*Material supplied*:
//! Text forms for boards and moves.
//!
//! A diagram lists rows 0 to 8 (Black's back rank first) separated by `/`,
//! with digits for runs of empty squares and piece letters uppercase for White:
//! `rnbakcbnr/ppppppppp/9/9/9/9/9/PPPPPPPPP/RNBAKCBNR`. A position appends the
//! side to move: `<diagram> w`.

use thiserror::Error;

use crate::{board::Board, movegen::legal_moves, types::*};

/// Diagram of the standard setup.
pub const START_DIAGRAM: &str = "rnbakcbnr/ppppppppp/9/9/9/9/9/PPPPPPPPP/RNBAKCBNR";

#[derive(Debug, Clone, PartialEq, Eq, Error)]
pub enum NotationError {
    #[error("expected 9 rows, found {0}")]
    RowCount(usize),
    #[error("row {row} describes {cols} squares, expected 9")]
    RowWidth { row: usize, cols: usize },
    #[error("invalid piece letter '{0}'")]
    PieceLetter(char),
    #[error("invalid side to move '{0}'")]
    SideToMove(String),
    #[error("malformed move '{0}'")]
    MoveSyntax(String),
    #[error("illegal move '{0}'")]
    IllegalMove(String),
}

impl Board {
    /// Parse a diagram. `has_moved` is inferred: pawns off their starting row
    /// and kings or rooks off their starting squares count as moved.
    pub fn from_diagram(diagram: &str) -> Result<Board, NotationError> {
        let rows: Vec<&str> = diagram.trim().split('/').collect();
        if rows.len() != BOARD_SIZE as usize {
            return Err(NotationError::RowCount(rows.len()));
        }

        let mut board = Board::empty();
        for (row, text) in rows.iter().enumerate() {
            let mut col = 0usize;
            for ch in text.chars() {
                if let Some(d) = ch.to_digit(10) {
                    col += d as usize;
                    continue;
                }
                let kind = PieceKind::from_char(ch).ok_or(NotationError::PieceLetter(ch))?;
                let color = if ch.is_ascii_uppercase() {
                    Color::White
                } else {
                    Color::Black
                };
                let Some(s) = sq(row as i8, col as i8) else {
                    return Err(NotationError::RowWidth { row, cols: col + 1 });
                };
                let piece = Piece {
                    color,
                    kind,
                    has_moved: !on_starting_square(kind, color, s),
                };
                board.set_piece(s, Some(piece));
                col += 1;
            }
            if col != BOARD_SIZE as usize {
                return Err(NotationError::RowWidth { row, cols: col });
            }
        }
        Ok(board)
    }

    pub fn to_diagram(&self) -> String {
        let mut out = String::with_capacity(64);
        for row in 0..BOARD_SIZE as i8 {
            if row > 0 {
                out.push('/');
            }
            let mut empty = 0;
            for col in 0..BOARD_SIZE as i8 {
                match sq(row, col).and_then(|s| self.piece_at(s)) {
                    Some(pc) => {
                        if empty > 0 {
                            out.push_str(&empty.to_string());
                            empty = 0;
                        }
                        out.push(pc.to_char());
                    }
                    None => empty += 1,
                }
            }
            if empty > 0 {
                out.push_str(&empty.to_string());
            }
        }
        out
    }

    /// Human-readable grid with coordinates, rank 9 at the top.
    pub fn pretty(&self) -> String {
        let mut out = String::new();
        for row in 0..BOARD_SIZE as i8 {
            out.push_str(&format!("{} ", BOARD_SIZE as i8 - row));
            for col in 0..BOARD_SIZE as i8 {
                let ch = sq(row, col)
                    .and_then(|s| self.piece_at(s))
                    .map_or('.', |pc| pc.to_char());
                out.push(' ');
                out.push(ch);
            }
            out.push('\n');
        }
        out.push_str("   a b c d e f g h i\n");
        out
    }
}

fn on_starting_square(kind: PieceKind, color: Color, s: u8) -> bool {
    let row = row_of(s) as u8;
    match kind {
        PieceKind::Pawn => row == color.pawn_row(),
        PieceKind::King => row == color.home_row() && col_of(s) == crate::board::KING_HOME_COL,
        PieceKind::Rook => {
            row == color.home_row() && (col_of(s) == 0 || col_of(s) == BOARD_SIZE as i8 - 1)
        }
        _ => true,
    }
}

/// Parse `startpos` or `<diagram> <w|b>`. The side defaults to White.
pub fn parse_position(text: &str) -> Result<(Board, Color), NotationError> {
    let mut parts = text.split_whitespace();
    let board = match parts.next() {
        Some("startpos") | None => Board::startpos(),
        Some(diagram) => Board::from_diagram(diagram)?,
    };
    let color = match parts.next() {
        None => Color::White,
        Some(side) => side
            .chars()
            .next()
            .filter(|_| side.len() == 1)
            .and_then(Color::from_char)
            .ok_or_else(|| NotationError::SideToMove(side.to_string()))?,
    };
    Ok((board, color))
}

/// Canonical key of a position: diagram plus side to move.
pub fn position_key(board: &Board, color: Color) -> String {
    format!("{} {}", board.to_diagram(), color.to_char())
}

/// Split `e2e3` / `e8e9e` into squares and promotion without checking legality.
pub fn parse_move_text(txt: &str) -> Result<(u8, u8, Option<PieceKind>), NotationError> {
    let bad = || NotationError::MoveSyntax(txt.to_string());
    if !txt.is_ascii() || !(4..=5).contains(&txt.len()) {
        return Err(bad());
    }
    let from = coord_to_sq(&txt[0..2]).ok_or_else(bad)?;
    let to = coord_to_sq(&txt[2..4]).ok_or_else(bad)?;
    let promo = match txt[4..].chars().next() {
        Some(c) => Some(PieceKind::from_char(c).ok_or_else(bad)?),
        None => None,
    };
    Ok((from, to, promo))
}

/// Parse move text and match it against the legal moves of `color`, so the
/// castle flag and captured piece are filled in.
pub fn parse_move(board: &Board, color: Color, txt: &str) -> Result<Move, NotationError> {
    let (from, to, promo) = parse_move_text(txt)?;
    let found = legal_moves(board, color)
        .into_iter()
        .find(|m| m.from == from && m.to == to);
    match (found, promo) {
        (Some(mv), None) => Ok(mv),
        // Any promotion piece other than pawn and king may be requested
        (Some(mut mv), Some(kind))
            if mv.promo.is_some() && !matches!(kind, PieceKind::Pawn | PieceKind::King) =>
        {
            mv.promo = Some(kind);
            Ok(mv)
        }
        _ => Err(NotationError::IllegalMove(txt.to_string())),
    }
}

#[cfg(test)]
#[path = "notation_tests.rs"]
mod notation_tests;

*Instructions for the task*:
This exercise calls for every record above to be written out again exactly.

*Exercise response*:
//! Text forms for boards and moves.
//!
//! A diagram lists rows 0 to 8 (Black's back rank first) separated by `/`,
//! with digits for runs of empty squares and piece letters uppercase for White:
//! `rnbakcbnr/ppppppppp/9/9/9/9/9/PPPPPPPPP/RNBAKCBNR`. A position appends the
//! side to move: `<diagram> w`.

use thiserror::Error;

use crate::{board::Board, movegen::legal_moves, types::*};

/// Diagram of the standard setup.
pub const START_DIAGRAM: &str = "rnbakcbnr/ppppppppp/9/9/9/9/9/PPPPPPPPP/RNBAKCBNR";

#[derive(Debug, Clone, PartialEq, Eq, Error)]
pub enum NotationError {
    #[error("expected 9 rows, found {0}")]
    RowCount(usize),
    #[error("row {row} describes {cols} squares, expected 9")]
    RowWidth { row: usize, cols: usize },
    #[error("invalid piece letter '{0}'")]
    PieceLetter(char),
    #[error("invalid side to move '{0}'")]
    SideToMove(String),
    #[error("malformed move '{0}'")]
    MoveSyntax(String),
    #[error("illegal move '{0}'")]
    IllegalMove(String),
}

impl Board {
    /// Parse a diagram. `has_moved` is inferred: pawns off their starting row
    /// and kings or rooks off their starting squares count as moved.
    pub fn from_diagram(diagram: &str) -> Result<Board, NotationError> {
        let rows: Vec<&str> = diagram.trim().split('/').collect();
        if rows.len() != BOARD_SIZE as usize {
            return Err(NotationError::RowCount(rows.len()));
        }

        let mut board = Board::empty();
        for (row, text) in rows.iter().enumerate() {
            let mut col = 0usize;
            for ch in text.chars() {
                if let Some(d) = ch.to_digit(10) {
                    col += d as usize;
                    continue;
                }
                let kind = PieceKind::from_char(ch).ok_or(NotationError::PieceLetter(ch))?;
                let color = if ch.is_ascii_uppercase() {
                    Color::White
                } else {
                    Color::Black
                };
                let Some(s) = sq(row as i8, col as i8) else {
                    return Err(NotationError::RowWidth { row, cols: col + 1 });
                };
                let piece = Piece {
                    color,
                    kind,
                    has_moved: !on_starting_square(kind, color, s),
                };
                board.set_piece(s, Some(piece));
                col += 1;
            }
            if col != BOARD_SIZE as usize {
                return Err(NotationError::RowWidth { row, cols: col });
            }
        }
        Ok(board)
    }

    pub fn to_diagram(&self) -> String {
        let mut out = String::with_capacity(64);
        for row in 0..BOARD_SIZE as i8 {
            if row > 0 {
                out.push('/');
            }
            let mut empty = 0;
            for col in 0..BOARD_SIZE as i8 {
                match sq(row, col).and_then(|s| self.piece_at(s)) {
                    Some(pc) => {
                        if empty > 0 {
                            out.push_str(&empty.to_string());
                            empty = 0;
                        }
                        out.push(pc.to_char());
                    }
                    None => empty += 1,
                }
            }
            if empty > 0 {
                out.push_str(&empty.to_string());
            }
        }
        out
    }

    /// Human-readable grid with coordinates, rank 9 at the top.
    pub fn pretty(&self) -> String {
        let mut out = String::new();
        for row in 0..BOARD_SIZE as i8 {
            out.push_str(&format!("{} ", BOARD_SIZE as i8 - row));
            for col in 0..BOARD_SIZE as i8 {
                let ch = sq(row, col)
                    .and_then(|s| self.piece_at(s))
                    .map_or('.', |pc| pc.to_char());
                out.push(' ');
                out.push(ch);
            }
            out.push('\n');
        }
        out.push_str("   a b c d e f g h i\n");
        out
    }
}

fn on_starting_square(kind: PieceKind, color: Color, s: u8) -> bool {
    let row = row_of(s) as u8;
    match kind {
        PieceKind::Pawn => row == color.pawn_row(),
        PieceKind::King => row == color.home_row() && col_of(s) == crate::board::KING_HOME_COL,
        PieceKind::Rook => {
            row == color.home_row() && (col_of(s) == 0 || col_of(s) == BOARD_SIZE as i8 - 1)
        }
        _ => true,
    }
}

/// Parse `startpos` or `<diagram> <w|b>`. The side defaults to White.
pub fn parse_position(text: &str) -> Result<(Board, Color), NotationError> {
    let mut parts = text.split_whitespace();
    let board = match parts.next() {
        Some("startpos") | None => Board::startpos(),
        Some(diagram) => Board::from_diagram(diagram)?,
    };
    let color = match parts.next() {
        None => Color::White,
        Some(side) => side
            .chars()
            .next()
            .filter(|_| side.len() == 1)
            .and_then(Color::from_char)
            .ok_or_else(|| NotationError::SideToMove(side.to_string()))?,
    };
    Ok((board, color))
}

/// Canonical key of a position: diagram plus side to move.
pub fn position_key(board: &Board, color: Color) -> String {
    format!("{} {}", board.to_diagram(), color.to_char())
}

/// Split `e2e3` / `e8e9e` into squares and promotion without checking legality.
pub fn parse_move_text(txt: &str) -> Result<(u8, u8, Option<PieceKind>), NotationError> {
    let bad = || NotationError::MoveSyntax(txt.to_string());
    if !txt.is_ascii() || !(4..=5).contains(&txt.len()) {
        return Err(bad());
    }
    let from = coord_to_sq(&txt[0..2]).ok_or_else(bad)?;
    let to = coord_to_sq(&txt[2..4]).ok_or_else(bad)?;
    let promo = match txt[4..].chars().next() {
        Some(c) => Some(PieceKind::from_char(c).ok_or_else(bad)?),
        None => None,
    };
    Ok((from, to, promo))
}

/// Parse move text and match it against the legal moves of `color`, so the
/// castle flag and captured piece are filled in.
pub fn parse_move(board: &Board, color: Color, txt: &str) -> Result<Move, NotationError> {
    let (from, to, promo) = parse_move_text(txt)?;
    let found = legal_moves(board, color)
        .into_iter()
        .find(|m| m.from == from && m.to == to);
    match (found, promo) {
        (Some(mv), None) => Ok(mv),
        // Any promotion piece other than pawn and king may be requested
        (Some(mut mv), Some(kind))
            if mv.promo.is_some() && !matches!(kind, PieceKind::Pawn | PieceKind::King) =>
        {
            mv.promo = Some(kind);
            Ok(mv)
        }
        _ => Err(NotationError::IllegalMove(txt.to_string())),
    }
}

#[cfg(test)]
#[path = "notation_tests.rs"]
mod notation_tests;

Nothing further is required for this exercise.